Dataset entries
impl Engine {
    pub fn new(config: Config) -> Result<Self, EngineError> {
        config.validate()?;
        let mood = MoodSettings::new(Mood::from_name(&config.mood)?);
        let scale = Scale::new(&config.root, &config.scale, mood.params.octaves)?;
        let matrix = TransitionMatrix::for_mood(&mood.params, scale.pattern_len());
        let seed = config.seed.unwrap_or_else(clock_seed);
        info!(
            mood = mood.mood.name(),
            scale = scale.kind.name(),
            root = %config.root,
            seed,
            "engine created"
        );
        Ok(Engine {
            config,
            state: EngineState::Idle,
            mood,
            matrix,
            scale,
            harmony: HarmonyState::new(),
            walker: MelodyWalker::new(),
            rng: MurmurRng::new(seed),
            session: Session::default(),
            voices: Part::ALL.map(VoiceSlot::new),
            evolution_timer: None,
            modifiers: Modifiers::default(),
            backend: None,
        })
    }

    // -----------------------------------------------------------------------
    // Accessors
    // -----------------------------------------------------------------------

    pub fn state(&self) -> EngineState {
        self.state
    }

    pub fn is_playing(&self) -> bool {
        self.state == EngineState::Playing
    }

    pub fn config(&self) -> &Config {
        &self.config
    }

    pub fn derived(&self) -> DerivedSettings {
        self.config.derived()
    }

    pub fn mood_settings(&self) -> &MoodSettings {
        &self.mood
    }

    pub fn matrix(&self) -> &TransitionMatrix {
        &self.matrix
    }

    pub fn scale(&self) -> &Scale {
        &self.scale
    }

    pub fn harmony(&self) -> &HarmonyState {
        &self.harmony
    }

    pub fn voice(&self, part: Part) -> &VoiceSlot {
        &self.voices[part.index()]
    }

    pub fn backend(&self) -> Option<&Backend> {
        self.backend.as_ref()
    }

    pub fn status(&self) -> EngineStatus {
        EngineStatus {
            state: self.state,
            mood: self.mood.mood,
            scale: self.scale.kind,
            root: PITCH_CLASS_NAMES[usize::from(self.scale.root)].to_string(),
            tempo: self.backend.as_ref().map(|b| b.transport.bpm()),
            tempo_range: self.mood.params.tempo,
            running_voices: Part::ALL
                .into_iter()
                .filter(|&p| self.voices[p.index()].is_running())
                .collect(),
            current_chord: self.harmony.current().map(|c| c.names(&self.scale)),
            pending_reverts: self.modifiers.pending_count(),
            note_probability: self.note_probability(),
        }
    }

    // -----------------------------------------------------------------------
    // Lifecycle
    // -----------------------------------------------------------------------

    /// Idle -> Playing. Starts the transport at the mood's mid tempo, then
    /// every enabled voice and the evolution timer. Does nothing if already
    /// playing.
    pub fn start(&mut self, mut backend: Backend) {
        if self.is_playing() {
            debug!("start ignored: already playing");
            return;
        }
        if let Err(e) = backend.transport.start() {
            warn!(error = %e, "transport start failed");
        }
        let tempo = self.mood.params.tempo.mid();
        if let Err(e) = backend.transport.set_tempo(tempo) {
            warn!(error = %e, "initial tempo rejected");
        }
        self.backend = Some(backend);
        self.session = self.session.next();
        self.state = EngineState::Playing;
        self.walker.reset();
        self.harmony.reset();

        for part in Part::ALL {
            if self.config.voice_enabled(part) {
                self.enable_voice(part);
            }
        }
        self.schedule_evolution();
        info!(
            tempo,
            mood = self.mood.mood.name(),
            session = self.session.0,
            "playing"
        );
    }

    /// Playing -> Idle. Cancels every owned handle, restores anything a
    /// variation changed, and hands the backend back. `None` if idle.
    pub fn stop(&mut self) -> Option<Backend> {
        if !self.is_playing() {
            return None;
        }
        for part in Part::ALL {
            self.disable_voice(part);
        }
        self.cancel_evolution();
        self.revert_all_variations();
        self.state = EngineState::Idle;
        let mut backend = self.backend.take()?;
        if let Err(e) = backend.transport.stop() {
            warn!(error = %e, "transport stop failed");
        }
        info!("stopped");
        Some(backend)
    }

    /// Drain every callback due up to `until` from the transport.
    pub fn run_until(&mut self, until: Seconds) -> usize {
        let mut handled = 0;
        loop {
            let Some(fired) = self
                .backend
                .as_mut()
                .and_then(|b| b.transport.poll_due(until))
            else {
                break;
            };
            self.dispatch(fired);
            handled += 1;
        }
        handled
    }

    /// Handle one delivered callback. Callbacks scheduled before the last
    /// `start()`, or whose handle is no longer owned (stopped voice,
    /// replaced timer, cancelled revert), are dropped.
    pub fn dispatch(&mut self, fired: Fired) {
        if !self.is_playing() {
            debug!(handle = %fired.handle, "callback while idle dropped");
            return;
        }
        let Fired {
            handle,
            session,
            job,
            time,
        } = fired;
        if session != self.session {
            debug!(
                handle = %handle,
                session = session.0,
                ?job,
                "callback from an earlier session dropped"
            );
            return;
        }
        let live = match job {
            Job::Tick(part) if self.voices[part.index()].owns_periodic(handle) => {
                self.tick(part, time);
                true
            }
            Job::RhythmMutate if self.voices[Part::Rhythm.index()].owns_periodic(handle) => {
                self.rhythm_mutate();
                true
            }
            Job::DroneShift { step } if self.voices[Part::Drone.index()].take_chained(handle) => {
                self.drone_shift(step, time);
                true
            }
            Job::Evolve if self.evolution_timer == Some(handle) => {
                self.evolve();
                true
            }
            Job::Revert(kind) if self.modifiers.take_pending(handle, kind) => {
                self.apply_revert(kind);
                true
            }
            _ => false,
        };
        if !live {
            debug!(handle = %handle, ?job, "stale callback dropped");
        }
    }

    fn tick(&mut self, part: Part, time: Seconds) {
        match part {
            Part::Melody => self.melody_tick(time),
            Part::Drone => self.drone_tick(time),
            Part::Rhythm => self.rhythm_tick(time),
            Part::Ambience => self.ambience_tick(time),
        }
    }

    // -----------------------------------------------------------------------
    // Voices
    // -----------------------------------------------------------------------

    fn initial_counters(&mut self, part: Part) -> VoiceCounters {
        match part {
            Part::Melody => VoiceCounters::Melody { ticks: 0 },
            Part::Drone => VoiceCounters::Drone { cycles: 0 },
            Part::Rhythm => VoiceCounters::Rhythm {
                pattern: self.select_rhythm_pattern(),
                loops: 0,
            },
            Part::Ambience => VoiceCounters::Ambience,
        }
    }

    /// Start one voice. A scheduling failure leaves it stopped.
    fn enable_voice(&mut self, part: Part) {
        if !self.is_playing() || self.voices[part.index()].is_running() {
            return;
        }
        if part == Part::Melody {
            self.walker.reset();
        }
        let counters = self.initial_counters(part);
        let Some(backend) = self.backend.as_mut() else {
            return;
        };
        let entered =
            self.voices[part.index()].enter(backend.transport.as_mut(), self.session, counters);
        if let Err(e) = entered {
            warn!(?part, error = %e, "voice could not be scheduled");
        }
    }

    fn disable_voice(&mut self, part: Part) {
        if let Some(backend) = self.backend.as_mut() {
            self.voices[part.index()].exit(backend.transport.as_mut());
        }
    }

    // -----------------------------------------------------------------------
    // Timers
    // -----------------------------------------------------------------------

    fn schedule_evolution(&mut self) {
        self.cancel_evolution();
        let interval = self.derived().evolution_interval();
        let Some(backend) = self.backend.as_mut() else {
            return;
        };
        match backend
            .transport
            .schedule_periodic(TimeSpec::Seconds(interval), self.session, Job::Evolve)
        {
            Ok(handle) => {
                debug!(interval, "evolution scheduled");
                self.evolution_timer = Some(handle);
            }
            Err(e) => warn!(error = %e, "evolution timer could not be scheduled"),
        }
    }

    fn cancel_evolution(&mut self) {
        if let Some(handle) = self.evolution_timer.take() {
            self.cancel(handle);
        }
    }

    fn schedule_once(&mut self, delay: TimeSpec, job: Job) -> Option<Handle> {
        let backend = self.backend.as_mut()?;
        match backend.transport.schedule_once(delay, self.session, job) {
            Ok(handle) => Some(handle),
            Err(e) => {
                warn!(?job, error = %e, "one-shot callback could not be scheduled");
                None
            }
        }
    }

    fn cancel(&mut self, handle: Handle) {
        if let Some(backend) = self.backend.as_mut() {
            backend.transport.cancel(handle);
        }
    }

    // -----------------------------------------------------------------------
    // Reconfiguration
    // -----------------------------------------------------------------------

    /// Apply a partial config. Everything fallible happens before any state
    /// changes, so an error leaves the engine untouched.
    pub fn update_config(&mut self, patch: &ConfigPatch) -> Result<(), EngineError> {
        let next = self.config.merged(patch);
        next.validate()?;

        let next_mood = Mood::from_name(&next.mood)?;
        let next_kind = ScaleKind::from_name(&next.scale)?;
        let next_root = parse_pitch_class(&next.root)
            .ok_or_else(|| EngineError::UnknownRoot(next.root.clone()))?;
        let current_root = parse_pitch_class(&self.config.root);

        let mood_changed = next_mood != self.mood.mood;
        let root_changed = Some(next_root) != current_root;
        let key_changed = root_changed || next_kind != self.scale.kind;

        let settings = mood_changed.then(|| MoodSettings::new(next_mood));
        let octaves = settings
            .as_ref()
            .map_or(self.mood.params.octaves, |s| s.params.octaves);
        let scale = if key_changed || mood_changed {
            // A new root replaces any running transposition.
            let root = if root_changed {
                next_root
            } else {
                self.modifiers.transposed_root.unwrap_or(next_root)
            };
            Some(Scale::from_parts(root, next_kind, octaves)?)
        } else {
            None
        };

        // Commit.
        let evolution_changed = next.evolution != self.config.evolution;
        let toggles: Vec<(Part, bool)> = Part::ALL
            .into_iter()
            .filter(|&p| next.voice_enabled(p) != self.config.voice_enabled(p))
            .map(|p| (p, next.voice_enabled(p)))
            .collect();
        self.config = next;

        if root_changed {
            self.clear_transpose();
        }
        if let Some(settings) = settings {
            self.mood = settings;
            self.on_mood_changed();
        }
        if let Some(scale) = scale {
            let pattern_changed = scale.pattern_len() != self.scale.pattern_len();
            self.scale = scale;
            self.harmony.reset();
            if pattern_changed {
                self.walker.reset();
            }
        }
        if mood_changed || key_changed {
            self.matrix = TransitionMatrix::for_mood(&self.mood.params, self.scale.pattern_len());
        }
        if evolution_changed && self.is_playing() {
            self.schedule_evolution();
        }
        for (part, enabled) in toggles {
            if enabled {
                self.enable_voice(part);
            } else {
                self.disable_voice(part);
            }
        }
        info!(
            mood = self.mood.mood.name(),
            scale = self.scale.kind.name(),
            root = %self.config.root,
            density = self.config.density,
            "config updated"
        );
        Ok(())
    }

    /// Convenience for flipping one voice.
    pub fn set_voice_enabled(&mut self, part: Part, enabled: bool) -> Result<(), EngineError> {
        self.update_config(&ConfigPatch::voice(part, enabled))
    }

    fn on_mood_changed(&mut self) {
        let target = self.mood.params.tempo.mid();
        if self.is_playing() {
            if let Some(backend) = self.backend.as_mut() {
                if let Err(e) = backend.transport.ramp_tempo(target, TEMPO_RAMP) {
                    warn!(error = %e, "tempo ramp rejected");
                }
            }
        }
        if self.voices[Part::Rhythm.index()].is_running() {
            let pattern = self.select_rhythm_pattern();
            if let Some(VoiceCounters::Rhythm { pattern: current, .. }) =
                self.voices[Part::Rhythm.index()].counters_mut()
            {
                *current = pattern;
            }
        }
    }

    // -----------------------------------------------------------------------
    // Shared helpers for the submodules
    // -----------------------------------------------------------------------

    fn note_probability(&self) -> f64 {
        (self.derived().note_probability + self.modifiers.density_offset).clamp(0.0, 1.0)
    }

    fn dissonance(&self) -> f64 {
        (self.mood.params.dissonance_factor + self.modifiers.dissonance_boost).clamp(0.0, 1.0)
    }

    fn now(&self) -> Seconds {
        self.backend.as_ref().map_or(0.0, |b| b.transport.now())
    }

    fn bpm(&self) -> f64 {
        self.backend
            .as_ref()
            .map_or(self.mood.params.tempo.mid(), |b| b.transport.bpm())
    }

    /// When to sound a note for a callback nominally at `fired_at`.
    fn note_time(&self, fired_at: Seconds) -> Seconds {
        fired_at.max(self.now()) + NOTE_SAFETY_OFFSET
    }

    fn highlight(&mut self, pitches: &[Pitch], approx: Seconds) {
        if let Some(highlighter) = self.backend.as_mut().and_then(|b| b.highlighter.as_mut()) {
            for &pitch in pitches {
                highlighter.highlight(&pitch.name(), approx);
            }
        }
    }
}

__Task statement__. Work through the data above and give the number of lines in which "pitches" appears; add nothing else.

__Response to this task__. 2